It’s impossible to accurately measure THC impairment. Now what?


In a recent appellate case in another state, a DUI defense attorney brought forward some pretty compelling evidence that the usual methods police use to determine whether someone is under the influence simply don’t apply to marijuana. No level of THC, marijuana’s psychoactive compound, has been shown to cause more impairment than someone would experience at a 0.05 blood alcohol level. Moreover, there’s currently no Breathalyzer-style test for THC impairment because no “red line” level for illegal driving has been established.

Florida, like about half of the states and the District of Columbia, has legalized marijuana for at least some purposes. Here, marijuana is allowed for certain medical purposes. Even someone with a medical marijuana card, however, is prohibited from driving under the influence of marijuana — or any drug. But what does it mean to be under the influence?

What is prohibited is impairment, not simply being affected

In Florida, the prosecution has to prove you were actually impaired by the drug in order to convict you of DUID. It’s not enough to prove there was a drug in your system, or that you were merely affected, but not impaired. With cannabis, this is critical because the period of impairment, if any, is caused by THC. THC only causes a “high” for a couple of hours, and this is when the driver would be most impaired. However, THC remains in the bloodstream for far longer than it causes the “high” — often days or weeks. So, a blood test showing some level of THC in your system wouldn’t be enough for a DUID.

Is law enforcement able to recognize THC intoxication?

Probably not, according to the ABA Journal. Courts in at least three states have already ruled that recognizing impairment by marijuana is not something most police are trained to do. “Unlike alcohol intoxication,” wrote one supreme court, “no … general awareness exists as yet with regard to the signs and symptoms of the condition described as being ‘high’ on marijuana.”

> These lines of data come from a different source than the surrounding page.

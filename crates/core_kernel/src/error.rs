//! Core error types used across the system

use thiserror::Error;
use crate::money::MoneyError;
use crate::temporal::TemporalError;

/// Core error type for the kernel
#[derive(Debug, Error)]
pub enum CoreError {
    #[error("Money error: {0}")]
    Money(#[from] MoneyError),

    #[error("Temporal error: {0}")]
    Temporal(#[from] TemporalError),

    #[error("Configuration error: {0}")]
    Configuration(String),
}

impl CoreError {
    pub fn configuration(message: impl Into<String>) -> Self {
        CoreError::Configuration(message.into())
    }
}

Even drug recognition experts have trouble. DREs offer opinions about whether someone is using drugs and what kind — after an intense, 12-step process that takes at least an hour to complete. Even so, many courts won’t even allow DRE opinions as evidence because they aren’t reliable enough.

State after state is going to have to confront the fact that we don’t have valid, scientific standards for marijuana intoxication and may not have them for a while. Is it fair to subject people to criminal penalties when the proof they’ve done something wrong is of limited value?